// =============================================================================
// Item
// =============================================================================

impl Record for Item {
    const SCHEMA: Schema = Schema {
        entity: "item",
        fields: &[
            FieldDef::active("uniq_id", WireType::Str),
            FieldDef::active("item_id", WireType::Str),
            FieldDef::active("type", WireType::U32),
            FieldDef::active("parent_uniq_id", WireType::Str),
            FieldDef::active("parent_item_id", WireType::Str),
            FieldDef::active("name", WireType::Str),
            FieldDef::active("count", WireType::U32),
            FieldDef::active("price", WireType::I64),
            FieldDef::active("bonus", WireType::I64),
            FieldDef::tombstone("discount", WireType::I64),
            FieldDef::active("count_multiplicity", WireType::U32),
            FieldDef::active("problems", WireType::Array),
            FieldDef::active("infos", WireType::Map),
            FieldDef::active("additions", WireType::Record),
            FieldDef::active("rules", WireType::Record),
            FieldDef::tombstone("promo_code", WireType::Str),
            FieldDef::active("space_id", WireType::Str),
            FieldDef::active("price_column", WireType::U32),
            FieldDef::active("commit_fingerprint", WireType::Str),
            FieldDef::active("is_selected", WireType::Bool),
        ],
        accepted: LengthRule::AtLeast(16),
    };

    fn blank() -> Self {
        Item::blank()
    }

    fn encode_field(&self, position: usize, enc: &mut Enc<'_>) -> Result<(), EncodeError> {
        match position {
            1 => {
                enc.str(&self.uniq_id.to_string())?;
            }
            2 => {
                enc.str(self.item_id.as_str())?;
            }
            3 => {
                enc.u32(self.item_type.code())?;
            }
            4 => {
                let parent = self
                    .parent_uniq_id
                    .map(|id| id.to_string())
                    .unwrap_or_default();
                enc.str(&parent)?;
            }
            5 => {
                enc.str(self.parent_item_id.as_ref().map_or("", ItemId::as_str))?;
            }
            6 => {
                enc.str(&self.name)?;
            }
            7 => {
                enc.u32(self.count)?;
            }
            8 => {
                enc.i64(self.price.minor())?;
            }
            9 => {
                enc.i64(self.bonus.minor())?;
            }
            11 => {
                enc.u32(self.count_multiplicity)?;
            }
            12 => write_list(self.diagnostics.transient_problems().iter(), enc)?,
            13 => {
                let infos = self.diagnostics.infos();
                enc.map(infos.len() as u64)?;
                for (id, info) in infos {
                    enc.u32(id.code())?;
                    write_record(info, enc)?;
                }
            }
            14 => write_record(&self.additions, enc)?,
            15 => self.rules.read(|rules| write_record(rules, enc))?,
            17 => {
                enc.str(self.space_id.as_str())?;
            }
            18 => {
                enc.u32(self.price_column.get())?;
            }
            19 => {
                enc.str(&self.commit_fingerprint)?;
            }
            20 => {
                enc.bool(self.is_selected)?;
            }
            _ => return Err(unknown_position(Self::SCHEMA.entity, position)),
        }
        Ok(())
    }

    fn decode_field(&mut self, position: usize, dec: &mut Decoder<'_>) -> Result<(), DecodeError> {
        match position {
            1 => self.uniq_id = parse_uniq_id(dec.str()?)?,
            2 => self.item_id = ItemId::new(dec.str()?),
            3 => self.item_type = ItemType::from_code(dec.u32()?)?,
            4 => {
                let raw = dec.str()?;
                self.parent_uniq_id = if raw.is_empty() {
                    None
                } else {
                    Some(parse_uniq_id(raw)?)
                };
            }
            5 => {
                let raw = dec.str()?;
                self.parent_item_id = (!raw.is_empty()).then(|| ItemId::new(raw));
            }
            6 => self.name = read_string(dec)?,
            7 => self.count = dec.u32()?,
            8 => self.price = Money::from_minor(dec.i64()?),
            9 => self.bonus = Money::from_minor(dec.i64()?),
            11 => self.count_multiplicity = dec.u32()?,
            12 => {
                let problems = read_list::<Problem>(dec, "problems")?;
                self.diagnostics.replace_problems(problems);
            }
            13 => self.diagnostics.replace_infos(read_info_map(dec)?),
            14 => {
                if dec.datatype()? == Type::Null {
                    dec.null()?;
                    self.additions = Additions::default();
                } else {
                    self.additions = read_record(dec)?;
                }
            }
            15 => self.rules = SubRecord::new(read_record(dec)?),
            17 => self.space_id = SpaceId::new(dec.str()?),
            18 => self.price_column = PriceColumn::new(dec.u32()?),
            19 => self.commit_fingerprint = read_string(dec)?,
            20 => self.is_selected = dec.bool()?,
            _ => return Err(no_decoder(position)),
        }
        Ok(())
    }
}

/// Infos are keyed by their numeric id; the key must agree with the id the
/// record carries.
fn read_info_map(dec: &mut Decoder<'_>) -> Result<BTreeMap<InfoId, Info>, DecodeError> {
    let len = dec
        .map()?
        .ok_or(DecodeError::IndefiniteLength { entity: "infos" })?;
    let mut infos = BTreeMap::new();
    for index in 0..len {
        let entry = index as usize + 1;
        let key = dec.u32().map_err(|err| DecodeError::from(err).at("info key", entry))?;
        let info: Info = read_record(dec).map_err(|err| err.at(format!("info[{key}]"), entry))?;
        if info.id.code() != key {
            return Err(DecodeError::invalid(format!(
                "info keyed {key} carries id {}",
                info.id.code()
            ))
            .at(format!("info[{key}]"), entry));
        }
        if infos.insert(info.id, info).is_some() {
            return Err(DecodeError::invalid(format!("duplicate info key {key}"))
                .at(format!("info[{key}]"), entry));
        }
    }
    Ok(infos)
}

// =============================================================================
// Diagnostics
// =============================================================================

impl Record for Problem {
    const SCHEMA: Schema = Schema {
        entity: "problem",
        fields: &[
            FieldDef::active("code", WireType::U32),
            FieldDef::active("message", WireType::Str),
            FieldDef::tombstone("severity", WireType::U32),
            FieldDef::active("hidden", WireType::Bool),
        ],
        accepted: LengthRule::Between(3, 4),
    };

    fn blank() -> Self {
        Problem::new(ProblemCode::Other(0), "")
    }

    fn encode_field(&self, position: usize, enc: &mut Enc<'_>) -> Result<(), EncodeError> {
        match position {
            1 => enc.u32(self.code.code())?,
            2 => enc.str(&self.message)?,
            4 => enc.bool(self.hidden)?,
            _ => return Err(unknown_position(Self::SCHEMA.entity, position)),
        };
        Ok(())
    }

    fn decode_field(&mut self, position: usize, dec: &mut Decoder<'_>) -> Result<(), DecodeError> {
        match position {
            1 => self.code = ProblemCode::from_code(dec.u32()?),
            2 => self.message = read_string(dec)?,
            4 => self.hidden = dec.bool()?,
            _ => return Err(no_decoder(position)),
        }
        Ok(())
    }
}

impl Record for Info {
    const SCHEMA: Schema = Schema {
        entity: "info",
        fields: &[
            FieldDef::active("id", WireType::U32),
            FieldDef::active("message", WireType::Str),
            FieldDef::active("old_value", WireType::I64),
            FieldDef::active("new_value", WireType::I64),
        ],
        accepted: LengthRule::Between(2, 4),
    };

    fn blank() -> Self {
        Info::new(InfoId::Other(0), "")
    }

    fn encode_field(&self, position: usize, enc: &mut Enc<'_>) -> Result<(), EncodeError> {
        match position {
            1 => enc.u32(self.id.code())?,
            2 => enc.str(&self.message)?,
            3 => enc.i64(self.old_value)?,
            4 => enc.i64(self.new_value)?,
            _ => return Err(unknown_position(Self::SCHEMA.entity, position)),
        };
        Ok(())
    }

    fn decode_field(&mut self, position: usize, dec: &mut Decoder<'_>) -> Result<(), DecodeError> {
        match position {
            1 => self.id = InfoId::from_code(dec.u32()?),
            2 => self.message = read_string(dec)?,
            3 => self.old_value = dec.i64()?,
            4 => self.new_value = dec.i64()?,
            _ => return Err(no_decoder(position)),
        }
        Ok(())
    }
}

// =============================================================================
// Additions
// =============================================================================

fn write_slot<R: Record>(
    slot: &Option<SubRecord<R>>,
    enc: &mut Enc<'_>,
) -> Result<(), EncodeError> {
    match slot {
        Some(record) => record.read(|value| write_optional(Some(value), enc)),
        None => write_optional::<R>(None, enc),
    }
}

fn read_slot<R: Record>(dec: &mut Decoder<'_>) -> Result<Option<SubRecord<R>>, DecodeError> {
    Ok(read_optional(dec)?.map(SubRecord::new))
}

impl Record for Additions {
    const SCHEMA: Schema = Schema {
        entity: "additions",
        fields: &[
            FieldDef::active("product", WireType::Record),
            FieldDef::active("configuration", WireType::Record),
            FieldDef::active("subcontract", WireType::Record),
            FieldDef::active("service", WireType::Record),
        ],
        accepted: LengthRule::Between(1, 4),
    };

    fn blank() -> Self {
        Additions::default()
    }

    fn encode_field(&self, position: usize, enc: &mut Enc<'_>) -> Result<(), EncodeError> {
        match position {
            1 => write_slot(&self.product, enc),
            2 => write_slot(&self.configuration, enc),
            3 => write_slot(&self.subcontract, enc),
            4 => write_slot(&self.service, enc),
            _ => Err(unknown_position(Self::SCHEMA.entity, position)),
        }
    }

    fn decode_field(&mut self, position: usize, dec: &mut Decoder<'_>) -> Result<(), DecodeError> {
        match position {
            1 => self.product = read_slot(dec)?,
            2 => self.configuration = read_slot(dec)?,
            3 => self.subcontract = read_slot(dec)?,
            4 => self.service = read_slot(dec)?,
            _ => return Err(no_decoder(position)),
        }
        Ok(())
    }
}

━━━

Reproduce every line from the preceding data in which the word "ItemId" can be found.

## [Response for this exercise]
                enc.str(self.parent_item_id.as_ref().map_or("", ItemId::as_str))?;
            2 => self.item_id = ItemId::new(dec.str()?),
                self.parent_item_id = (!raw.is_empty()).then(|| ItemId::new(raw));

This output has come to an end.